For information on how electrical energy is calculated, see article How to calculate electric energy cost of common household items.

I’m not saying that these companies are lying to you, but many of the statements are misleading. For example, one ad claims the heater consume the same or less power as a coffee pot. Good deal, right?, because coffee pots don’t use much energy. Wrong! Many coffee pots are rated at 1200 – 1500 watt, which is the same amount of power as the electric heater. However, we don’t think of a coffee pot using energy since it is generally only on for a few minutes each day; whereas the heater will be on for many hours of the day.


Electrical requirements

It is strongly recommend to have an electrician inspect the wiring and circuit protection in your house before buying or plugging in a room heater. The following are areas that David or James will check during an inspection.

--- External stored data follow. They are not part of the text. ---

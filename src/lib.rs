//! Adaptive recommendation engine.
//!
//! Tracks per-learner skill proficiency in a prerequisite graph, keeps
//! aggregate learner statistics, and ranks catalog modules into
//! recommendations and learning paths.

pub mod proficiency;
pub mod skills;
pub mod profile;
pub mod modules;
pub mod selector;
pub mod engine;
pub mod store;
pub mod config;
pub mod error;
pub mod logging;
pub mod state;
pub mod metrics;

pub use engine::{Engine, Performance, RecommendationContext};
pub use error::{EngineError, ErrorKind};
pub use modules::{Module, ModuleCatalog, StaticCatalog};
pub use profile::{Difficulty, LearnerProfile, Pace};
pub use skills::{SkillGraph, SkillLevel, SkillNode};
pub use store::{LearnerStore, MemoryStore};
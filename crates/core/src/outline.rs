//! Plain-text outline output.
//!
//! Writes each slide as a numbered heading, an optional indented subtitle
//! and one `- ` line per bullet, with slides separated by a blank line.

use crate::types::Slide;

/// Formatter for a plain-text outline of a deck.
#[derive(Debug, Clone)]
pub struct OutlineFormatter {
    /// Whether to show the slide kind next to the number.
    show_kind: bool,
}

impl Default for OutlineFormatter {
    fn default() -> Self {
        Self { show_kind: true }
    }
}

impl OutlineFormatter {
    /// Create a new formatter that labels each slide with its kind.
    pub fn new() -> Self {
        Self::default()
    }

    /// Set whether the slide kind is printed.
    pub fn with_show_kind(mut self, show_kind: bool) -> Self {
        self.show_kind = show_kind;
        self
    }

    /// Format slides into outline text.
    ///
    /// # Example output
    /// ```text
    /// [01] (cover) AI技术核心解析报告
    ///     AI 深度研究报告
    ///
    /// [02] (agenda) 目录
    ///   - 算力基础
    ///   - 模型演进
    /// ```
    pub fn format(&self, slides: &[Slide]) -> String {
        slides
            .iter()
            .enumerate()
            .map(|(idx, slide)| self.format_slide(idx + 1, slide))
            .collect::<Vec<_>>()
            .join("\n\n")
    }

    /// Format and add a trailing newline.
    pub fn format_with_newline(&self, slides: &[Slide]) -> String {
        let formatted = self.format(slides);
        if formatted.is_empty() {
            formatted
        } else {
            format!("{}\n", formatted)
        }
    }

    fn format_slide(&self, number: usize, slide: &Slide) -> String {
        let mut lines = Vec::with_capacity(slide.bullets.len() + 2);

        if self.show_kind {
            lines.push(format!("[{:02}] ({}) {}", number, slide.kind.as_str(), slide.title));
        } else {
            lines.push(format!("[{:02}] {}", number, slide.title));
        }

        if let Some(subtitle) = slide.subtitle.as_deref().filter(|s| !s.is_empty()) {
            lines.push(format!("    {}", subtitle));
        }

        lines.extend(slide.bullets.iter().map(|b| format!("  - {}", b)));
        lines.join("\n")
    }
}

#[cfg(test)]
mod tests {
    use super::*;
    use crate::types::SlideKind;

    #[test]
    fn test_format_empty() {
        let formatter = OutlineFormatter::new();
        assert_eq!(formatter.format(&[]), "");
        assert_eq!(formatter.format_with_newline(&[]), "");
    }

    #[test]
    fn test_format_slides() {
        let slides = vec![
            Slide::new(SlideKind::Cover, "Report").with_subtitle("Overview"),
            Slide::new(SlideKind::Standard, "Topic")
                .with_bullets(vec!["First".to_string(), "Second".to_string()]),
        ];

        let formatter = OutlineFormatter::new();
        let expected = "[01] (cover) Report\n    Overview\n\n[02] (standard) Topic\n  - First\n  - Second";
        assert_eq!(formatter.format(&slides), expected);
    }

    #[test]
    fn test_format_without_kind() {
        let slides = vec![Slide::new(SlideKind::Conclusion, "End")];
        let formatter = OutlineFormatter::new().with_show_kind(false);
        assert_eq!(formatter.format_with_newline(&slides), "[01] End\n");
    }
}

1. Available dedicated circuit rated at 20 amps with proper size wiring and breaker (or fuse).

A 20 amp circuit may seem high but keep in mind that a single heater operating at 1500 watts has a current draw of 12.5 amps (1500watt/120volts). Wiring and breakers are sized based on current. It would seem that at 12.5 amps that the 20 amp circuit would still have 7.5 amps available. Unfortunately, that is not the case as breakers and fuses are rated at 80% capacity, which in this case is 16 amps. If any other devices are on the same circuit then overloading of the circuit is likely which will cause the breaker to trip or the fuse to blow.

2. Is the wiring the proper size throughout the entire circuit?

Sometimes different size wiring will be connected together on the same circuit and may cause a larger size breaker to be used where a smaller size is more appropriate (20amp breaker used instead of 15amp). The breaker rating should be sized based on the smallest wire size in the circuit. This is a particularly dangerous situation as the wire size for a portion of the circuit may be undersized and if the circuit amperage is too high for the wire size then the wire may become hot and cause a fire. Unfortunately, this can be difficult to detect in some installation if the wiring is not accessible.

3. Is the wiring in good condition?

Where possible to inspect, the wiring and insulation surrounding the wire will be check for possible damage or degradation.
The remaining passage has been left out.